To avoid investing in a business that's in decline, there's a few financial metrics that can provide early indications of aging. More often than not, we'll see a declining return on capital employed (ROCE) and a declining amount of capital employed. This indicates the company is producing less profit from its investments and its total assets are decreasing. In light of that, from a first glance at Media Prima Berhad (KLSE:MEDIA), we've spotted some signs that it could be struggling, so let's investigate.
Return On Capital Employed (ROCE): What is it?
For those that aren't sure what ROCE is, it measures the amount of pre-tax profits a company can generate from the capital employed in its business. Analysts use this formula to calculate it for Media Prima Berhad:
Return on Capital Employed = Earnings Before Interest and Tax (EBIT) ÷ (Total Assets - Current Liabilities)
0.019 = RM16m ÷ (RM1.3b - RM496m) (Based on the trailing twelve months to December 2020).

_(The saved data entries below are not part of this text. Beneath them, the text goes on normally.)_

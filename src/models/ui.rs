//! Page-local selection state. Each page owns one of these for as long as it
//! is mounted; nothing here outlives a navigation.

use std::time::Duration;

/// Tabs of a JavaScript lesson page
#[derive(Debug, Default, Clone, Copy, Eq, PartialEq, Hash)]
pub enum LessonTab {
    #[default]
    Learn,
    Practice,
}

impl LessonTab {
    pub const ALL: [LessonTab; 2] = [Self::Learn, Self::Practice];

    pub fn as_str(&self) -> &'static str {
        match self {
            Self::Learn => "learn",
            Self::Practice => "practice",
        }
    }

    pub fn label(&self) -> &'static str {
        match self {
            Self::Learn => "Learn",
            Self::Practice => "Practice",
        }
    }
}

impl std::str::FromStr for LessonTab {
    type Err = String;

    fn from_str(s: &str) -> Result<Self, Self::Err> {
        match s.to_lowercase().as_str() {
            "learn" => Ok(Self::Learn),
            "practice" => Ok(Self::Practice),
            _ => Err(format!("invalid lesson tab: {}", s)),
        }
    }
}

/// Tabs of a Python lesson page
#[derive(Debug, Default, Clone, Copy, Eq, PartialEq, Hash)]
pub enum PythonLessonTab {
    #[default]
    Content,
    Video,
    Exercises,
}

impl PythonLessonTab {
    pub const ALL: [PythonLessonTab; 3] = [Self::Content, Self::Video, Self::Exercises];

    pub fn as_str(&self) -> &'static str {
        match self {
            Self::Content => "content",
            Self::Video => "video",
            Self::Exercises => "exercises",
        }
    }

    pub fn label(&self) -> &'static str {
        match self {
            Self::Content => "Content",
            Self::Video => "Video",
            Self::Exercises => "Exercises",
        }
    }
}

impl std::str::FromStr for PythonLessonTab {
    type Err = String;

    fn from_str(s: &str) -> Result<Self, Self::Err> {
        match s.to_lowercase().as_str() {
            "content" => Ok(Self::Content),
            "video" => Ok(Self::Video),
            "exercises" => Ok(Self::Exercises),
            _ => Err(format!("invalid python lesson tab: {}", s)),
        }
    }
}

/// Admin sidebar visibility
#[derive(Debug, Default, Clone, Copy, Eq, PartialEq)]
pub enum SidebarState {
    #[default]
    Open,
    Closed,
}

impl SidebarState {
    pub fn is_open(&self) -> bool {
        *self == Self::Open
    }

    pub fn toggled(&self) -> Self {
        match self {
            Self::Open => Self::Closed,
            Self::Closed => Self::Open,
        }
    }

    pub fn as_str(&self) -> &'static str {
        match self {
            Self::Open => "open",
            Self::Closed => "closed",
        }
    }
}

impl std::str::FromStr for SidebarState {
    type Err = String;

    fn from_str(s: &str) -> Result<Self, Self::Err> {
        match s.to_lowercase().as_str() {
            "open" => Ok(Self::Open),
            "closed" => Ok(Self::Closed),
            _ => Err(format!("invalid sidebar state: {}", s)),
        }
    }
}

/// Hero slideshow position. `current` is always below `len` (or zero for an
/// empty slideshow).
#[derive(Debug, Clone, Copy, Eq, PartialEq)]
pub struct Carousel {
    current: usize,
    len: usize,
    playing: bool,
}

impl Carousel {
    pub const AUTO_ADVANCE: Duration = Duration::from_secs(5);

    pub fn new(len: usize) -> Self {
        Self {
            current: 0,
            len,
            playing: true,
        }
    }

    pub fn current(&self) -> usize {
        self.current
    }

    pub fn len(&self) -> usize {
        self.len
    }

    pub fn is_empty(&self) -> bool {
        self.len == 0
    }

    pub fn is_playing(&self) -> bool {
        self.playing
    }

    pub fn next(&mut self) {
        if self.len > 0 {
            self.current = (self.current + 1) % self.len;
        }
    }

    pub fn prev(&mut self) {
        if self.len > 0 {
            self.current = (self.current + self.len - 1) % self.len;
        }
    }

    /// Jump to a slide; out-of-range indices are ignored.
    pub fn go_to(&mut self, index: usize) {
        if index < self.len {
            self.current = index;
        }
    }

    /// Timer tick; only moves while playing.
    pub fn tick(&mut self) {
        if self.playing {
            self.next();
        }
    }

    pub fn toggle_playing(&mut self) {
        self.playing = !self.playing;
    }
}

/// Download dialog of a project page
#[derive(Debug, Default, Clone, Copy, Eq, PartialEq)]
pub enum DownloadModal {
    #[default]
    Closed,
    Open { project_id: u32 },
}

impl DownloadModal {
    pub fn project_id(&self) -> Option<u32> {
        match self {
            Self::Closed => None,
            Self::Open { project_id } => Some(*project_id),
        }
    }
}

#[cfg(test)]
mod tests {
    use super::*;

    #[test]
    fn test_carousel_wraps_both_directions() {
        let mut c = Carousel::new(3);
        c.prev();
        assert_eq!(c.current(), 2);
        c.next();
        assert_eq!(c.current(), 0);
    }

    #[test]
    fn test_carousel_tick_respects_pause() {
        let mut c = Carousel::new(3);
        c.tick();
        assert_eq!(c.current(), 1);

        c.toggle_playing();
        c.tick();
        assert_eq!(c.current(), 1);
    }

    #[test]
    fn test_carousel_empty_never_moves() {
        let mut c = Carousel::new(0);
        c.next();
        c.prev();
        c.go_to(4);
        assert_eq!(c.current(), 0);
        assert!(c.is_empty());
    }

    #[test]
    fn test_carousel_go_to_ignores_out_of_range() {
        let mut c = Carousel::new(2);
        c.go_to(1);
        c.go_to(7);
        assert_eq!(c.current(), 1);
    }

    #[test]
    fn test_tabs_parse_from_query_values() {
        assert_eq!("practice".parse::<LessonTab>(), Ok(LessonTab::Practice));
        assert_eq!("Video".parse::<PythonLessonTab>(), Ok(PythonLessonTab::Video));
        assert!("challenge".parse::<LessonTab>().is_err());
    }

    #[test]
    fn test_sidebar_toggle() {
        let s = SidebarState::default();
        assert!(s.is_open());
        assert_eq!(s.toggled(), SidebarState::Closed);
        assert_eq!(s.toggled().toggled(), SidebarState::Open);
    }

    #[test]
    fn test_download_modal_project_id() {
        assert_eq!(DownloadModal::Closed.project_id(), None);
        assert_eq!(DownloadModal::Open { project_id: 4 }.project_id(), Some(4));
    }
}
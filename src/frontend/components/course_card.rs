use leptos::prelude::*;

use crate::models::Course;

#[component]
pub fn CourseCard(course: &'static Course) -> impl IntoView {
    view! {
        <a
            href=course.track.path()
            class="group block rounded-xl overflow-hidden bg-slate-900/50 border border-slate-800
                   hover:border-sky-500/50 hover:bg-slate-800/50
                   transition-all duration-300 hover:-translate-y-1"
        >
            <img src=course.image alt=course.title class="w-full h-40 object-cover"/>
            <div class="p-6">
                <h3 class="text-xl font-semibold text-white mb-2">{course.title}</h3>
                <p class="text-slate-400 text-sm leading-relaxed">{course.tagline}</p>
            </div>
        </a>
    }
}
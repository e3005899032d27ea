use crate::models::{PythonLesson, QuizQuestion};

pub(super) static LESSONS: &[PythonLesson] = &[
    PythonLesson {
        id: "python-basics",
        title: "Python Basics",
        content: "# Introduction to Python
Python is a high-level, interpreted programming language that emphasizes code readability.

## Key Concepts
- Variables and Data Types
- Control Flow
- Functions
- Object-Oriented Programming",
        video_url: "https://www.youtube.com/embed/rfscVS0vtbw",
        questions: &[QuizQuestion {
            id: 1,
            question: "What is the output of print('Hello ' + 'World')?",
            options: &["Hello World", "HelloWorld", "Error", "None of the above"],
            correct_answer: 0,
        }],
    },
    PythonLesson {
        id: "data-structures",
        title: "Data Structures in Python",
        content: "# Python Data Structures
Learn about fundamental data structures in Python.

## Topics Covered
- Lists
- Tuples
- Dictionaries
- Sets",
        video_url: "https://www.youtube.com/embed/R-HLU9Fl5ug",
        questions: &[QuizQuestion {
            id: 1,
            question: "Which of these is mutable?",
            options: &["Tuple", "List", "String", "None of the above"],
            correct_answer: 1,
        }],
    },
];
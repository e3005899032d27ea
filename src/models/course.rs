use serde::Serialize;

use super::Track;

/// Landing information for one track
#[derive(Debug, Clone, Serialize)]
pub struct Course {
    pub track: Track,
    pub title: &'static str,
    pub tagline: &'static str,
    pub image: &'static str,
    pub slides: &'static [Slide],
    pub units: &'static [CourseUnit],
}

#[derive(Debug, Clone, Serialize)]
pub struct Slide {
    pub image: &'static str,
    pub title: &'static str,
    pub description: &'static str,
}

/// A block of the curriculum overview shown on a track page
#[derive(Debug, Clone, Serialize)]
pub struct CourseUnit {
    pub title: &'static str,
    pub topics: &'static [&'static str],
    pub duration: &'static str,
    pub icon: &'static str,
}

/// An ordered unit of a course with its own lesson page
#[derive(Debug, Clone, Serialize)]
pub struct CourseModule {
    pub title: &'static str,
    pub description: &'static str,
    pub topics: &'static [&'static str],
    pub video_url: &'static str,
    pub duration: &'static str,
    pub path: &'static str,
}

#[derive(Debug, Clone, Serialize)]
pub struct Lesson {
    pub slug: &'static str,
    pub title: &'static str,
    pub intro: &'static str,
    pub samples: &'static [CodeSample],
    pub exercises: &'static [LessonExercise],
}

#[derive(Debug, Clone, Serialize)]
pub struct CodeSample {
    pub title: &'static str,
    pub code: &'static str,
}

/// A practice prompt with a static solution; nothing is executed.
#[derive(Debug, Clone, Serialize)]
pub struct LessonExercise {
    pub title: &'static str,
    pub prompt: &'static str,
    pub template: &'static str,
    pub solution: &'static str,
    pub hint: &'static str,
}

#[derive(Debug, Clone, Serialize)]
pub struct PythonLesson {
    pub id: &'static str,
    pub title: &'static str,
    pub content: &'static str,
    pub video_url: &'static str,
    pub questions: &'static [QuizQuestion],
}

#[derive(Debug, Clone, Serialize)]
pub struct QuizQuestion {
    pub id: u32,
    pub question: &'static str,
    pub options: &'static [&'static str],
    #[serde(skip)]
    pub correct_answer: usize,
}

impl QuizQuestion {
    pub fn is_correct(&self, choice: usize) -> bool {
        choice == self.correct_answer
    }
}
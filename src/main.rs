mod web;

use std::sync::Arc;

use actix_files::Files;
use actix_web::middleware::Logger;
use actix_web::web::Data;
use actix_web::{App, HttpServer};
use tracing_subscriber::EnvFilter;

use cs_courses::config::AppConfig;
use cs_courses::services::ClerkIdentityProvider;

use crate::web::AppState;
use crate::web::handlers;
use crate::web::middleware::SecurityHeaders;

#[actix_web::main]
async fn main() -> std::io::Result<()> {
    dotenvy::dotenv().ok();

    tracing_subscriber::fmt()
        .with_env_filter(
            EnvFilter::try_from_default_env()
                .unwrap_or_else(|_| EnvFilter::new("info,actix_web=info")),
        )
        .init();

    let config = match AppConfig::from_env() {
        Ok(c) => c,
        Err(e) => {
            log::error!("invalid configuration: {e}");
            std::process::exit(1);
        }
    };

    let provider = Arc::new(ClerkIdentityProvider::new(config.identity.clone()));
    let bind_addr = config.bind_addr.clone();
    let static_dir = config.static_dir.clone();
    let pkg_dir = config.pkg_dir.clone();
    let state = Data::new(AppState::new(config, provider));

    log::info!("serving {} and {} on {}", static_dir, pkg_dir, bind_addr);

    HttpServer::new(move || {
        App::new()
            .app_data(state.clone())
            .wrap(SecurityHeaders)
            .wrap(Logger::default())
            .configure(handlers::configure)
            .service(Files::new("/static", &static_dir).prefer_utf8(true))
            .service(Files::new("/pkg", &pkg_dir))
            .service(Files::new("/c++", format!("{static_dir}/c++")))
            .default_service(actix_web::web::to(handlers::spa::client_shell))
    })
    .bind(bind_addr)?
    .run()
    .await
}
//! Reusable UI components for the CS Courses client

mod alert;
mod button;
mod course_card;
mod download_modal;
mod filters;
mod footer;
mod loading_overlay;
mod nav;
mod project_card;

pub use alert::{Alert, AlertVariant, ErrorAlert};
pub use button::{Button, ButtonVariant};
pub use course_card::CourseCard;
pub use download_modal::{DOWNLOAD_FORM_ID, DownloadDialog};
pub use filters::{SearchInput, SelectFilter};
pub use footer::Footer;
pub use loading_overlay::LoadingOverlay;
pub use nav::Nav;
pub use project_card::ProjectCard;
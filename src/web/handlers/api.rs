use actix_web::{HttpResponse, Responder, get, web};

use cs_courses::catalog::{self, ProjectFilter, filter_projects};
use cs_courses::models::ProjectCatalog;
use cs_courses::types::{ApiError, CourseSummary, ProjectList};

#[get("/api/courses")]
pub async fn list_courses() -> impl Responder {
    let courses: Vec<CourseSummary> = catalog::courses().iter().map(CourseSummary::from).collect();
    HttpResponse::Ok().json(courses)
}

#[get("/api/courses/{track}")]
pub async fn get_course(path: web::Path<String>) -> impl Responder {
    match catalog::course_by_slug(&path) {
        Ok(course) => HttpResponse::Ok().json(CourseSummary::from(course)),
        Err(e) => HttpResponse::NotFound().json(ApiError::new("unknown_track", e.to_string())),
    }
}

#[get("/api/projects/{catalog}")]
pub async fn list_projects(
    path: web::Path<String>,
    query: web::Query<ProjectFilter>,
) -> impl Responder {
    let project_catalog = match path.parse::<ProjectCatalog>() {
        Ok(c) => c,
        Err(e) => {
            return HttpResponse::NotFound().json(ApiError::new("unknown_catalog", e.to_string()));
        }
    };

    let all = catalog::projects(project_catalog);
    let matching = filter_projects(all, &query);

    HttpResponse::Ok().json(ProjectList::new(
        project_catalog,
        catalog::project_categories(project_catalog),
        all.len(),
        &matching,
    ))
}

pub fn configure(cfg: &mut web::ServiceConfig) {
    cfg.service(list_courses)
        .service(get_course)
        .service(list_projects);
}

#[cfg(test)]
mod tests {
    use actix_web::http::StatusCode;
    use actix_web::{App, test};

    use super::*;
    use cs_courses::types::ProjectSummary;

    #[actix_web::test]
    async fn test_course_listing() {
        let app = test::init_service(App::new().configure(configure)).await;
        let req = test::TestRequest::get().uri("/api/courses").to_request();
        let courses: Vec<CourseSummary> = test::call_and_read_body_json(&app, req).await;

        assert_eq!(courses.len(), 4);
        assert!(courses.iter().any(|c| c.path == "/courses/javascript"));
    }

    #[actix_web::test]
    async fn test_unknown_track_is_json_404() {
        let app = test::init_service(App::new().configure(configure)).await;
        let req = test::TestRequest::get().uri("/api/courses/rust").to_request();
        let res = test::call_service(&app, req).await;
        assert_eq!(res.status(), StatusCode::NOT_FOUND);

        let err: ApiError = test::read_body_json(res).await;
        assert_eq!(err.code, "unknown_track");
    }

    #[actix_web::test]
    async fn test_project_filter_from_query() {
        let app = test::init_service(App::new().configure(configure)).await;
        let req = test::TestRequest::get()
            .uri("/api/projects/cpp?difficulty=beginner")
            .to_request();
        let list: ProjectList = test::call_and_read_body_json(&app, req).await;

        assert_eq!(list.total, catalog::projects(ProjectCatalog::Cpp).len());
        assert!(!list.projects.is_empty());
        assert!(list.projects.iter().all(|p: &ProjectSummary| p.difficulty == "beginner"));
    }

    #[actix_web::test]
    async fn test_download_codes_never_serialized() {
        let app = test::init_service(App::new().configure(configure)).await;
        let req = test::TestRequest::get().uri("/api/projects/daa").to_request();
        let body = test::call_and_read_body(&app, req).await;
        let text = std::str::from_utf8(&body).unwrap();

        assert!(text.contains("\"requires_code\":true"));
        assert!(!text.contains("_2024"));
        assert!(!text.contains("_ADV_"));
    }
}
use std::path::Path;

use actix_files::NamedFile;
use actix_web::http::Method;
use actix_web::{HttpRequest, HttpResponse, web};

use crate::web::state::AppState;

/// Fallback for every route the server does not own: the browser client
/// takes over routing from here.
pub async fn client_shell(state: web::Data<AppState>, req: HttpRequest) -> HttpResponse {
    if req.method() != Method::GET && req.method() != Method::HEAD {
        return HttpResponse::MethodNotAllowed().finish();
    }

    let index = Path::new(&state.config.static_dir).join("index.html");
    match NamedFile::open_async(&index).await {
        Ok(file) => file.into_response(&req),
        Err(e) => {
            log::error!("client shell {} unavailable: {}", index.display(), e);
            HttpResponse::InternalServerError().finish()
        }
    }
}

Thus, Media Prima Berhad has an ROCE of 1.9%. Ultimately, that's a low return and it under-performs the Media industry average of 8.1%.
See our latest analysis for Media Prima Berhad
Above you can see how the current ROCE for Media Prima Berhad compares to its prior returns on capital, but there's only so much you can tell from the past. If you're interested, you can view the analysts predictions in our free report on analyst forecasts for the company.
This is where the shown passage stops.